そんな中で家族が高血圧になりやすい食事をとっているのであれば、自身の血圧への影響もあるとの指摘がありました。
体質などの遺伝よりも、この生活習慣の影響の方が大きいと考える医師もいました。
高血圧で困っている方は、普段当たり前になっている生活習慣も振り返ってみると良いかもしれません。

塩分過多や加齢が高血圧に影響する。高血圧は遺伝も考えられるが、生活習慣の影響も大きい

本調査によると、まず慢性的な高血圧になる原因について聞いたところ、「塩分過多」との回答が一番高く、次に「加齢」、「喫煙」が続きました。
塩分制限は、日本食自体に塩分が多いようなので、特に食生活に気をつけておかないと実行は厳しい面があるようです。まずは、少しずつでも塩分の使用量を減らす努力が大事かもしれません。
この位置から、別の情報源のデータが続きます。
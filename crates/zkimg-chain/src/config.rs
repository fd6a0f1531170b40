//! # Service Configuration
//!
//! [`ServiceConfig`] wraps the prover settings and adds tiling, chain and
//! backend selection. Sources, lowest precedence first:
//!
//! 1. built-in defaults;
//! 2. a YAML document ([`ServiceConfig::from_yaml_file`]);
//! 3. `ZKIMG_*` environment variables.
//!
//! ```yaml
//! prover:
//!   artifact_dir: /var/lib/zkimg/artifacts
//!   setup_path: /var/lib/zkimg/pot_final.ptau
//!   max_dimension: 1024
//! tile_size: 256
//! backend:
//!   kind: snarkjs
//!   protocol: groth16
//! ```

use std::path::{Path, PathBuf};
use std::time::Duration;

use serde::{Deserialize, Serialize};
use zkimg_zkp::{parse_override, ConfigError, ProverConfig, SnarkProtocol, SnarkjsConfig};

use crate::recursion::DEFAULT_MAX_CHAIN_DEPTH;
use crate::tiling::{TileSettings, DEFAULT_MAX_TILES, DEFAULT_TILE_SIZE, DEFAULT_TILE_WORKERS};

/// Which proving backend the service drives.
#[derive(Debug, Clone, PartialEq, Eq, Serialize, Deserialize)]
#[serde(tag = "kind", rename_all = "snake_case")]
pub enum BackendConfig {
    /// Deterministic test double. Rejected under a production policy.
    Mock,
    /// `circom` + `snarkjs` child processes.
    Snarkjs(SnarkjsConfig),
}

impl Default for BackendConfig {
    fn default() -> Self {
        Self::Snarkjs(SnarkjsConfig::default())
    }
}

#[derive(Debug, Clone, PartialEq, Eq, Serialize, Deserialize)]
#[serde(default)]
pub struct ServiceConfig {
    pub prover: ProverConfig,
    /// Tile edge length. Must be below `prover.max_dimension` so a tile
    /// plus its resize halo still fits one circuit.
    pub tile_size: u32,
    pub tile_workers: usize,
    pub max_tiles: usize,
    pub max_chain_depth: u32,
    /// Idle time after which an open chain is dropped.
    pub chain_ttl_secs: u64,
    pub max_open_chains: usize,
    pub backend: BackendConfig,
}

impl Default for ServiceConfig {
    fn default() -> Self {
        Self {
            prover: ProverConfig::default(),
            tile_size: DEFAULT_TILE_SIZE,
            tile_workers: DEFAULT_TILE_WORKERS,
            max_tiles: DEFAULT_MAX_TILES,
            max_chain_depth: DEFAULT_MAX_CHAIN_DEPTH,
            chain_ttl_secs: 3600,
            max_open_chains: 1024,
            backend: BackendConfig::default(),
        }
    }
}

impl ServiceConfig {
    /// Defaults plus environment overrides.
    ///
    /// Variables, beyond those of [`ProverConfig::from_env`]:
    /// - `ZKIMG_TILE_SIZE` (default: 256)
    /// - `ZKIMG_TILE_WORKERS` (default: 4)
    /// - `ZKIMG_MAX_TILES` (default: 4096)
    /// - `ZKIMG_MAX_CHAIN_DEPTH` (default: 100)
    /// - `ZKIMG_CHAIN_TTL_SECS` (default: 3600)
    /// - `ZKIMG_MAX_OPEN_CHAINS` (default: 1024)
    /// - `ZKIMG_BACKEND` (`snarkjs` / `mock`, default: `snarkjs`)
    /// - `ZKIMG_CIRCOM_BIN`, `ZKIMG_SNARKJS_BIN`, `ZKIMG_CIRCUITS_DIR`,
    ///   `ZKIMG_SNARK_PROTOCOL` (`groth16` / `plonk`)
    pub fn from_env() -> Result<Self, ConfigError> {
        Self::default().with_overrides(&|name| std::env::var(name).ok())
    }

    /// Read a YAML document, then apply environment overrides.
    pub fn from_yaml_file(path: &Path) -> Result<Self, ConfigError> {
        let file_error = |reason: String| ConfigError::File {
            path: path.display().to_string(),
            reason,
        };
        let raw = std::fs::read_to_string(path).map_err(|e| file_error(e.to_string()))?;
        let config: Self = serde_yaml::from_str(&raw).map_err(|e| file_error(e.to_string()))?;
        config.with_overrides(&|name| std::env::var(name).ok())
    }

    pub fn with_overrides(mut self, lookup: &dyn Fn(&str) -> Option<String>) -> Result<Self, ConfigError> {
        self.prover = self.prover.with_overrides(lookup)?;
        parse_override(lookup, "ZKIMG_TILE_SIZE", &mut self.tile_size)?;
        parse_override(lookup, "ZKIMG_TILE_WORKERS", &mut self.tile_workers)?;
        parse_override(lookup, "ZKIMG_MAX_TILES", &mut self.max_tiles)?;
        parse_override(lookup, "ZKIMG_MAX_CHAIN_DEPTH", &mut self.max_chain_depth)?;
        parse_override(lookup, "ZKIMG_CHAIN_TTL_SECS", &mut self.chain_ttl_secs)?;
        parse_override(lookup, "ZKIMG_MAX_OPEN_CHAINS", &mut self.max_open_chains)?;

        if let Some(kind) = lookup("ZKIMG_BACKEND") {
            self.backend = match kind.trim() {
                "mock" => BackendConfig::Mock,
                "snarkjs" => match self.backend {
                    BackendConfig::Snarkjs(existing) => BackendConfig::Snarkjs(existing),
                    BackendConfig::Mock => BackendConfig::Snarkjs(SnarkjsConfig::default()),
                },
                other => {
                    return Err(ConfigError::Invalid {
                        var: "ZKIMG_BACKEND".to_string(),
                        reason: format!("expected snarkjs or mock, got {other:?}"),
                    })
                }
            };
        }
        if let BackendConfig::Snarkjs(snarkjs) = &mut self.backend {
            if let Some(v) = lookup("ZKIMG_CIRCOM_BIN") {
                snarkjs.circom_bin = PathBuf::from(v);
            }
            if let Some(v) = lookup("ZKIMG_SNARKJS_BIN") {
                snarkjs.snarkjs_bin = PathBuf::from(v);
            }
            if let Some(v) = lookup("ZKIMG_CIRCUITS_DIR") {
                snarkjs.circuits_dir = PathBuf::from(v);
            }
            if let Some(v) = lookup("ZKIMG_SNARK_PROTOCOL") {
                snarkjs.protocol = SnarkProtocol::parse(v.trim()).ok_or_else(|| ConfigError::Invalid {
                    var: "ZKIMG_SNARK_PROTOCOL".to_string(),
                    reason: format!("expected groth16 or plonk, got {v:?}"),
                })?;
            }
        }
        self.validate()?;
        Ok(self)
    }

    pub fn validate(&self) -> Result<(), ConfigError> {
        self.prover.validate()?;
        let invalid = |var: &str, reason: String| ConfigError::Invalid {
            var: var.to_string(),
            reason,
        };
        if self.tile_size == 0 || self.tile_size >= self.prover.max_dimension {
            return Err(invalid(
                "ZKIMG_TILE_SIZE",
                format!(
                    "must be between 1 and {} (below ZKIMG_MAX_DIMENSION), got {}",
                    self.prover.max_dimension.saturating_sub(1),
                    self.tile_size
                ),
            ));
        }
        let positive = [
            ("ZKIMG_TILE_WORKERS", self.tile_workers as u64),
            ("ZKIMG_MAX_TILES", self.max_tiles as u64),
            ("ZKIMG_CHAIN_TTL_SECS", self.chain_ttl_secs),
            ("ZKIMG_MAX_OPEN_CHAINS", self.max_open_chains as u64),
        ];
        for (var, value) in positive {
            if value == 0 {
                return Err(invalid(var, "must be greater than zero".to_string()));
            }
        }
        Ok(())
    }

    pub fn chain_ttl(&self) -> Duration {
        Duration::from_secs(self.chain_ttl_secs)
    }

    pub fn tile_settings(&self) -> TileSettings {
        TileSettings {
            tile_size: self.tile_size,
            workers: self.tile_workers,
            max_tiles: self.max_tiles,
        }
    }
}

#[cfg(test)]
mod tests {
    use super::*;
    use std::collections::HashMap;

    fn lookup(vars: &[(&str, &str)]) -> impl Fn(&str) -> Option<String> {
        let map: HashMap<String, String> =
            vars.iter().map(|(k, v)| (k.to_string(), v.to_string())).collect();
        move |k| map.get(k).cloned()
    }

    #[test]
    fn defaults_are_valid() {
        let cfg = ServiceConfig::default();
        cfg.validate().unwrap();
        assert_eq!(cfg.tile_size, 256);
        assert_eq!(cfg.max_chain_depth, 100);
        assert_eq!(cfg.chain_ttl(), Duration::from_secs(3600));
        assert!(matches!(cfg.backend, BackendConfig::Snarkjs(_)));
    }

    #[test]
    fn environment_selects_mock_backend() {
        let cfg = ServiceConfig::default()
            .with_overrides(&lookup(&[("ZKIMG_BACKEND", "mock"), ("ZKIMG_TILE_WORKERS", "8")]))
            .unwrap();
        assert_eq!(cfg.backend, BackendConfig::Mock);
        assert_eq!(cfg.tile_settings().workers, 8);
    }

    #[test]
    fn snarkjs_paths_and_protocol_override() {
        let cfg = ServiceConfig::default()
            .with_overrides(&lookup(&[
                ("ZKIMG_SNARKJS_BIN", "/opt/snarkjs/cli.js"),
                ("ZKIMG_SNARK_PROTOCOL", "plonk"),
            ]))
            .unwrap();
        let BackendConfig::Snarkjs(snarkjs) = cfg.backend else {
            panic!("expected snarkjs backend");
        };
        assert_eq!(snarkjs.snarkjs_bin, PathBuf::from("/opt/snarkjs/cli.js"));
        assert_eq!(snarkjs.protocol, SnarkProtocol::Plonk);
    }

    #[test]
    fn tile_must_fit_below_dimension_limit() {
        let err = ServiceConfig::default()
            .with_overrides(&lookup(&[("ZKIMG_MAX_DIMENSION", "256")]))
            .unwrap_err();
        assert!(matches!(err, ConfigError::Invalid { ref var, .. } if var == "ZKIMG_TILE_SIZE"));
    }

    #[test]
    fn unknown_backend_is_rejected() {
        let err = ServiceConfig::default()
            .with_overrides(&lookup(&[("ZKIMG_BACKEND", "halo2")]))
            .unwrap_err();
        assert!(format!("{err}").contains("ZKIMG_BACKEND"));
    }

    #[test]
    fn yaml_document_is_layered_on_defaults() {
        let tmp = tempfile::tempdir().unwrap();
        let path = tmp.path().join("zkimg.yaml");
        std::fs::write(
            &path,
            "prover:\n  max_dimension: 512\ntile_size: 128\nbackend:\n  kind: mock\n",
        )
        .unwrap();
        let cfg = ServiceConfig::from_yaml_file(&path).unwrap();
        assert_eq!(cfg.prover.max_dimension, 512);
        assert_eq!(cfg.prover.prove_timeout_secs, 300);
        assert_eq!(cfg.tile_size, 128);
        assert_eq!(cfg.backend, BackendConfig::Mock);
    }

    #[test]
    fn missing_yaml_file_names_the_path() {
        let err = ServiceConfig::from_yaml_file(Path::new("/nonexistent/zkimg.yaml")).unwrap_err();
        assert!(matches!(err, ConfigError::File { ref path, .. } if path.contains("zkimg.yaml")));
    }
}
続いて、高血圧の原因の一つとして、遺伝は考えられるかという質問については、「多少ある」と回答している医師が一番多く、次に「大いにある」、「あまりない」が続きました。
実際には、遺伝の影響の他に、家族と日々生活を共にするので生活習慣の影響を受けるとの意見が多く見られました。また、若くして高血圧の場合は、遺伝の影響も強いようです。
今回は慢性的な高血圧になる原因は何か、高血圧は遺伝するのか、についてみてきました。
遺伝の可能性もあるようですが、まずは塩分の摂り過ぎをはじめとする日々の生活習慣を少し工夫することが血圧の改善に重要そうです。
日頃から血圧が高めという方は、出来ることから少しずつ始めてみましょう。